Are Your Kids Getting Enough Vitamin D This Winter?
Vitamin D and the great outdoors are like two peas in a pod, but not in the winter when kids need to be healthy the most. Known as the sunshine vitamin, vitamin D is important for building strong bones in children and young adults. In the summer, it’s a no-brainer as vitamin D is made by human skin when exposed to the sun. In the winter though, the sun can’t do anything for your kids’ vitamin D levels if you live in certain parts of the planet. The winter sun is simply too low in the sky to generate sufficient vitamin D through the skin. That’s an issue and every winter, I wonder if my kids are getting enough Vitamin D. I was diagnosed with vitamin D deficiency last year and for all I know, my girls are probably not getting enough right now.
Let’s see how this works.
Look at this world map, from Peak Modern Living and find out where your family lives on the map.
- Above the orange line = the sun might be too weak to give you enough vitamin D during the winter months.

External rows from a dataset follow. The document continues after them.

//! Fill-price discovery.
//!
//! Two mutually exclusive models, selected by whether an order-book
//! snapshot is supplied:
//! - Flat slippage: shift the reference price against the trader by a
//!   configured percentage.
//! - Book walk: consume depth levels best-first and realize the
//!   volume-weighted price; a remainder past the known depth is priced at
//!   the worst observed level shifted 5% against the trader.
//!
//! Book snapshots are untrusted external input: levels with non-positive
//! price or volume are skipped.

use rust_decimal::Decimal;
use rust_decimal_macros::dec;
use simex_core::{BookLevel, OrderBook, OrderSide, Price, Size};

/// Percentage shift applied to the worst observed level when an order
/// exceeds the known book depth. Always against the trader.
pub const DEPTH_PENALTY_PCT: Decimal = dec!(5);

/// Result of walking one side of the book.
#[derive(Debug, Clone, Copy, PartialEq, Eq)]
pub(crate) struct WalkedPrice {
    /// Realized average price over the full amount.
    pub price: Price,
    /// Remainder that exceeded the known depth (zero on a clean fill).
    pub unfilled: Size,
    /// Penalty price the remainder was filled at, if depth was exceeded.
    pub penalty_price: Option<Price>,
}

/// Shift the reference price against the trader by `slippage_pct`.
pub(crate) fn flat_slippage_price(
    reference: Price,
    side: OrderSide,
    slippage_pct: Decimal,
) -> Price {
    match side {
        OrderSide::Buy => reference.with_pct_offset(slippage_pct),
        OrderSide::Sell => reference.with_pct_offset(-slippage_pct),
    }
}

fn penalty_offset(side: OrderSide) -> Decimal {
    match side {
        OrderSide::Buy => DEPTH_PENALTY_PCT,
        OrderSide::Sell => -DEPTH_PENALTY_PCT,
    }
}

/// Walk `levels` best-first and realize an average price for `amount`.
///
/// Returns `None` when the side holds no usable levels — the caller treats
/// that as a no-liquidity condition. A remainder past the last level is
/// priced at `worst_level * (1 ± DEPTH_PENALTY_PCT%)` and the order is
/// still considered fully filled at the blended average.
pub(crate) fn walk_book(levels: &[BookLevel], side: OrderSide, amount: Size) -> Option<WalkedPrice> {
    let mut total_cost = Decimal::ZERO;
    let mut remaining = amount;
    let mut worst: Option<Price> = None;

    for level in levels {
        if !level.price.is_positive() || !level.volume.is_positive() {
            continue;
        }
        let fill = remaining.min(level.volume);
        total_cost += fill.notional(level.price);
        remaining = remaining - fill;
        worst = Some(level.price);
        if !remaining.is_positive() {
            break;
        }
    }

    let worst = worst?;

    let mut penalty_price = None;
    if remaining.is_positive() {
        let penalty = worst.with_pct_offset(penalty_offset(side));
        total_cost += remaining.notional(penalty);
        penalty_price = Some(penalty);
    }

    Some(WalkedPrice {
        price: Price::new(total_cost / amount.inner()),
        unfilled: remaining,
        penalty_price,
    })
}

/// Estimate the price impact of a hypothetical trade as a fraction.
///
/// Walks the relevant book side and compares the realized average price to
/// the best level. Read-only: never touches the wallet or the rate
/// limiter. An empty side is maximum impact (1.0) since there is no
/// liquidity to price against; a remainder past the known depth inflates
/// the partial average by `1 + remaining/amount`.
pub fn estimate_price_impact(book: &OrderBook, side: OrderSide, amount: Size) -> Decimal {
    if !amount.is_positive() {
        return Decimal::ZERO;
    }

    let levels = book.side_levels(side);
    let usable: Vec<_> = levels
        .iter()
        .filter(|l| l.price.is_positive() && l.volume.is_positive())
        .collect();
    if usable.is_empty() {
        return Decimal::ONE;
    }

    let best = usable[0].price;
    let mut total_cost = Decimal::ZERO;
    let mut remaining = amount;

    for level in &usable {
        let fill = remaining.min(level.volume);
        total_cost += fill.notional(level.price);
        remaining = remaining - fill;
        if !remaining.is_positive() {
            break;
        }
    }

    let avg_price = if remaining.is_positive() {
        let filled = amount - remaining;
        if !filled.is_positive() {
            return Decimal::ONE;
        }
        // Ran out of known depth: inflate the partial average in
        // proportion to the unfilled remainder.
        let partial_avg = total_cost / filled.inner();
        partial_avg * (Decimal::ONE + remaining.inner() / amount.inner())
    } else {
        total_cost / amount.inner()
    };

    (avg_price - best.inner()).abs() / best.inner()
}

#[cfg(test)]
mod tests {
    use super::*;
    use rust_decimal_macros::dec;

    fn level(price: Decimal, volume: Decimal) -> BookLevel {
        BookLevel::new(Price::new(price), Size::new(volume))
    }

    #[test]
    fn test_flat_slippage_worsens_both_sides() {
        let reference = Price::new(dec!(100));
        assert_eq!(
            flat_slippage_price(reference, OrderSide::Buy, dec!(2)).inner(),
            dec!(102.00)
        );
        assert_eq!(
            flat_slippage_price(reference, OrderSide::Sell, dec!(2)).inner(),
            dec!(98.00)
        );
    }

    #[test]
    fn test_walk_reproduces_vwap() {
        let asks = vec![level(dec!(100), dec!(1)), level(dec!(101), dec!(2))];
        let walked = walk_book(&asks, OrderSide::Buy, Size::new(dec!(2))).unwrap();

        // 1 @ 100 + 1 @ 101 over amount 2.
        assert_eq!(walked.price.inner(), dec!(100.5));
        assert!(walked.unfilled.is_zero());
        assert!(walked.penalty_price.is_none());
    }

    #[test]
    fn test_walk_exact_depth_has_no_penalty() {
        let asks = vec![level(dec!(100), dec!(1)), level(dec!(101), dec!(2))];
        let walked = walk_book(&asks, OrderSide::Buy, Size::new(dec!(3))).unwrap();

        assert_eq!(walked.price.inner(), dec!(302) / dec!(3));
        assert!(walked.penalty_price.is_none());
    }

    #[test]
    fn test_walk_depth_exhaustion_penalty() {
        let asks = vec![level(dec!(100), dec!(1)), level(dec!(101), dec!(2))];
        let walked = walk_book(&asks, OrderSide::Buy, Size::new(dec!(5))).unwrap();

        // Depth covers 3; remaining 2 fill at 101 * 1.05 = 106.05.
        assert_eq!(walked.unfilled, Size::new(dec!(2)));
        assert_eq!(walked.penalty_price.unwrap().inner(), dec!(106.05));
        assert_eq!(
            walked.price.inner(),
            (dec!(100) + dec!(202) + dec!(212.10)) / dec!(5)
        );
    }

    #[test]
    fn test_walk_sell_penalty_shifts_down() {
        let bids = vec![level(dec!(100), dec!(1))];
        let walked = walk_book(&bids, OrderSide::Sell, Size::new(dec!(2))).unwrap();

        assert_eq!(walked.penalty_price.unwrap().inner(), dec!(95.00));
        assert_eq!(walked.price.inner(), (dec!(100) + dec!(95.00)) / dec!(2));
    }

    #[test]
    fn test_walk_empty_side() {
        assert!(walk_book(&[], OrderSide::Buy, Size::new(dec!(1))).is_none());
    }

    #[test]
    fn test_walk_skips_malformed_levels() {
        let asks = vec![
            level(dec!(0), dec!(5)),
            level(dec!(100), dec!(0)),
            level(dec!(100), dec!(1)),
        ];
        let walked = walk_book(&asks, OrderSide::Buy, Size::new(dec!(1))).unwrap();
        assert_eq!(walked.price.inner(), dec!(100));
    }

    #[test]
    fn test_walk_all_levels_malformed_is_no_liquidity() {
        let asks = vec![level(dec!(0), dec!(5)), level(dec!(100), dec!(0))];
        assert!(walk_book(&asks, OrderSide::Buy, Size::new(dec!(1))).is_none());
    }

    #[test]
    fn test_impact_zero_amount() {
        let book = OrderBook::new(vec![], vec![level(dec!(100), dec!(1))]);
        assert_eq!(
            estimate_price_impact(&book, OrderSide::Buy, Size::ZERO),
            Decimal::ZERO
        );
    }

    #[test]
    fn test_impact_empty_side_is_maximum() {
        let book = OrderBook::default();
        assert_eq!(
            estimate_price_impact(&book, OrderSide::Buy, Size::new(dec!(1))),
            Decimal::ONE
        );
    }

    #[test]
    fn test_impact_within_depth() {
        let book = OrderBook::new(
            vec![],
            vec![level(dec!(100), dec!(1)), level(dec!(102), dec!(1))],
        );
        // avg = 101, best = 100 -> impact 0.01.
        assert_eq!(
            estimate_price_impact(&book, OrderSide::Buy, Size::new(dec!(2))),
            dec!(0.01)
        );
    }

    #[test]
    fn test_impact_depth_exhaustion_inflates() {
        let book = OrderBook::new(vec![], vec![level(dec!(100), dec!(1))]);
        // Filled 1 of 2 at avg 100; inflated by 1 + 1/2 = 150 -> impact 0.5.
        assert_eq!(
            estimate_price_impact(&book, OrderSide::Buy, Size::new(dec!(2))),
            dec!(0.5)
        );
    }
}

- Above the red line = forget the sun. You need alternate sources of vitamin D.
If you have teenagers, the issue of Vitamin D levels is even more important than for younger kids. According to the American Academy of Pediatrics, approximately 40% to 60% of adult bone mass is accrued during the adolescent years and by age 18, 90% of the adult bone mass has been created. That’s because teens drink less milk and spend less time outdoors than younger kids.
I’m no nutritionist or doctor, but most government health websites agree on a few things and I’ve been through vitamin D deficiency before. Here’s where you find vitamin D in the winter.
- Vitamin D-fortified milk, yogurt, orange juice and breakfast cereals
- Cod liver oil
- Oily fish (salmon, trout, tuna, mackerel, herring, sardine)
- Mushrooms (portobello, maitake, chanterelles, shiitake)
- Beef liver
Apart from making the above-mentioned foods part of your family diet, the obvious source of vitamin D is supplements. You can find kids’ multivitamins at drugstores or in the health aisle of your local market. Whether they are gummies or cherry-flavored tablets, these supplements should list vitamin D levels that meet government-recommended daily minimum intakes.
Last resort but not a permanent fix, you can decide to take your family winter vacation on a Thai island rather than at a ski resort. This won’t last longer than the school winter break, but that’s two weeks of vitamin D sorted. Hey, I’m being creative here:)
Vitamin D deficiency is no joke. Make sure your kids get enough vitamin D in the winter and do as the doctor always recommends – enjoy the great outdoors!